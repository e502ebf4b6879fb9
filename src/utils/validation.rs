use crate::utils::error::{BootError, Result};
use std::path::Path;

pub trait Validate {
    fn validate(&self) -> Result<()>;
}

pub fn validate_path(field_name: &str, path: &str) -> Result<()> {
    if path.is_empty() {
        return Err(BootError::InvalidConfigValueError {
            field: field_name.to_string(),
            value: path.to_string(),
            reason: "Path cannot be empty".to_string(),
        });
    }

    if path.contains('\0') {
        return Err(BootError::InvalidConfigValueError {
            field: field_name.to_string(),
            value: path.to_string(),
            reason: "Path contains null bytes".to_string(),
        });
    }

    Ok(())
}

pub fn validate_absolute_path(field_name: &str, path: &str) -> Result<()> {
    validate_path(field_name, path)?;

    if !Path::new(path).is_absolute() {
        return Err(BootError::InvalidConfigValueError {
            field: field_name.to_string(),
            value: path.to_string(),
            reason: "Path must be absolute".to_string(),
        });
    }

    Ok(())
}

/// sshd must never be left on the conventional port 22; the rebind to an
/// unprivileged high port is an invariant of the image, not a preference.
pub fn validate_service_port(field_name: &str, port: u16) -> Result<()> {
    if port == 22 {
        return Err(BootError::InvalidConfigValueError {
            field: field_name.to_string(),
            value: port.to_string(),
            reason: "Port 22 is reserved for the host; use the rebound port".to_string(),
        });
    }

    if port < 1024 {
        return Err(BootError::InvalidConfigValueError {
            field: field_name.to_string(),
            value: port.to_string(),
            reason: "Port must be in the unprivileged range (1024-65535)".to_string(),
        });
    }

    Ok(())
}

pub fn validate_non_empty_string(field_name: &str, value: &str) -> Result<()> {
    if value.trim().is_empty() {
        return Err(BootError::InvalidConfigValueError {
            field: field_name.to_string(),
            value: value.to_string(),
            reason: "Value cannot be empty or whitespace-only".to_string(),
        });
    }
    Ok(())
}

pub fn validate_non_empty_list<T>(field_name: &str, values: &[T]) -> Result<()> {
    if values.is_empty() {
        return Err(BootError::InvalidConfigValueError {
            field: field_name.to_string(),
            value: "[]".to_string(),
            reason: "List cannot be empty".to_string(),
        });
    }
    Ok(())
}

pub fn validate_required_field<'a, T>(field_name: &str, value: &'a Option<T>) -> Result<&'a T> {
    value.as_ref().ok_or_else(|| BootError::MissingConfigError {
        field: field_name.to_string(),
    })
}

/// Rejects values that still contain an unresolved `${VAR}` placeholder,
/// which means the expected environment variable was not set at startup.
pub fn validate_resolved_value(field_name: &str, value: &str) -> Result<()> {
    if value.contains("${") {
        return Err(BootError::InvalidConfigValueError {
            field: field_name.to_string(),
            value: value.to_string(),
            reason: "Value contains an unresolved environment variable".to_string(),
        });
    }
    Ok(())
}

#[cfg(test)]
mod tests {
    use super::*;

    #[test]
    fn test_validate_service_port() {
        assert!(validate_service_port("ssh.port", 2222).is_ok());
        assert!(validate_service_port("ssh.port", 22).is_err());
        assert!(validate_service_port("ssh.port", 80).is_err());
        assert!(validate_service_port("ssh.port", 1024).is_ok());
    }

    #[test]
    fn test_validate_absolute_path() {
        assert!(validate_absolute_path("database.extensions", "/usr/lib/sqlite3/pjson1").is_ok());
        assert!(validate_absolute_path("database.extensions", "sqlite3/pjson1").is_err());
        assert!(validate_absolute_path("database.extensions", "").is_err());
    }

    #[test]
    fn test_validate_path_rejects_null_bytes() {
        assert!(validate_path("app.entrypoint", "/usr/bin/python3").is_ok());
        assert!(validate_path("app.entrypoint", "/usr/bin/\0python3").is_err());
    }

    #[test]
    fn test_validate_resolved_value() {
        assert!(validate_resolved_value("provision.root_password", "hunter2").is_ok());
        assert!(validate_resolved_value("provision.root_password", "${ROOT_PASSWORD}").is_err());
    }

    #[test]
    fn test_validate_non_empty_list() {
        assert!(validate_non_empty_list("database.extensions", &["a"]).is_ok());
        assert!(validate_non_empty_list::<String>("database.extensions", &[]).is_err());
    }
}
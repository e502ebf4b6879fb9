use thiserror::Error;

#[derive(Error, Debug)]
pub enum BootError {
    #[error("IO error: {0}")]
    IoError(#[from] std::io::Error),

    #[error("SQLite error: {0}")]
    SqliteError(#[from] rusqlite::Error),

    #[error("Serialization error: {0}")]
    SerializationError(#[from] serde_json::Error),

    #[error("Configuration parse error: {message}")]
    ConfigParseError { message: String },

    #[error("Missing required configuration: {field}")]
    MissingConfigError { field: String },

    #[error("Invalid configuration value for '{field}' ('{value}'): {reason}")]
    InvalidConfigValueError {
        field: String,
        value: String,
        reason: String,
    },

    #[error("Service '{service}' failed to start: {reason}")]
    ServiceStartError { service: String, reason: String },

    #[error("Failed to load SQLite extension '{path}': {reason}")]
    ExtensionLoadError { path: String, reason: String },

    #[error("Command '{command}' failed with status {status}: {stderr}")]
    CommandFailed {
        command: String,
        status: i32,
        stderr: String,
    },

    #[error("Provisioning step '{step}' failed: {reason}")]
    ProvisionError { step: String, reason: String },

    #[error("Failed to hand off to entrypoint '{entrypoint}': {reason}")]
    HandoffError { entrypoint: String, reason: String },
}

#[derive(Debug, Clone, Copy, PartialEq, Eq)]
pub enum ErrorSeverity {
    Low,
    Medium,
    High,
    Critical,
}

#[derive(Debug, Clone, Copy, PartialEq, Eq)]
pub enum ErrorCategory {
    Configuration,
    Environment,
    Service,
    Database,
    Process,
    Io,
}

impl BootError {
    pub fn severity(&self) -> ErrorSeverity {
        match self {
            // 遠端 shell 只是運維上的便利，不是應用的正確性依賴
            BootError::ServiceStartError { .. } => ErrorSeverity::Low,
            BootError::ConfigParseError { .. }
            | BootError::MissingConfigError { .. }
            | BootError::InvalidConfigValueError { .. } => ErrorSeverity::Medium,
            BootError::SqliteError(_)
            | BootError::ExtensionLoadError { .. }
            | BootError::CommandFailed { .. }
            | BootError::ProvisionError { .. } => ErrorSeverity::High,
            BootError::IoError(_)
            | BootError::SerializationError(_)
            | BootError::HandoffError { .. } => ErrorSeverity::Critical,
        }
    }

    pub fn category(&self) -> ErrorCategory {
        match self {
            BootError::ConfigParseError { .. }
            | BootError::MissingConfigError { .. }
            | BootError::InvalidConfigValueError { .. } => ErrorCategory::Configuration,
            BootError::ExtensionLoadError { .. } => ErrorCategory::Environment,
            BootError::ServiceStartError { .. } => ErrorCategory::Service,
            BootError::SqliteError(_) => ErrorCategory::Database,
            BootError::CommandFailed { .. }
            | BootError::ProvisionError { .. }
            | BootError::HandoffError { .. } => ErrorCategory::Process,
            BootError::IoError(_) | BootError::SerializationError(_) => ErrorCategory::Io,
        }
    }

    pub fn recovery_suggestion(&self) -> String {
        match self {
            BootError::ConfigParseError { .. } => {
                "Check the TOML syntax of the configuration file".to_string()
            }
            BootError::MissingConfigError { field } => {
                format!("Set '{}' in the configuration file or environment", field)
            }
            BootError::InvalidConfigValueError { field, .. } => {
                format!("Correct the value of '{}' in the configuration file", field)
            }
            BootError::ServiceStartError { service, .. } => {
                format!(
                    "Verify that '{}' is installed in the image and its config file is valid",
                    service
                )
            }
            BootError::ExtensionLoadError { path, .. } => {
                format!(
                    "Rebuild the image so that the extension library exists at '{}'",
                    path
                )
            }
            BootError::CommandFailed { command, .. } => {
                format!("Inspect the output of '{}' and re-run provisioning", command)
            }
            BootError::ProvisionError { step, .. } => {
                format!("Fix the inputs of provisioning step '{}' and rebuild", step)
            }
            BootError::HandoffError { entrypoint, .. } => {
                format!(
                    "Verify that '{}' exists in the image and is executable",
                    entrypoint
                )
            }
            BootError::SqliteError(_) => {
                "Verify the SQLite installation baked into the image".to_string()
            }
            BootError::IoError(_) => "Check filesystem paths and permissions".to_string(),
            BootError::SerializationError(_) => "Check the structure of the input data".to_string(),
        }
    }

    pub fn user_friendly_message(&self) -> String {
        match self {
            BootError::ExtensionLoadError { path, .. } => {
                format!("The image is missing the SQLite extension at {}", path)
            }
            BootError::ServiceStartError { service, .. } => {
                format!("The {} service could not be started", service)
            }
            BootError::HandoffError { entrypoint, .. } => {
                format!(
                    "The application entrypoint {} could not be started",
                    entrypoint
                )
            }
            other => other.to_string(),
        }
    }
}

pub type Result<T> = std::result::Result<T, BootError>;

▸ How to complete this task
If a line of the data contains the word "SerializationError", count it; say how many such lines there are and nothing else.

▸ Response for this exercise
4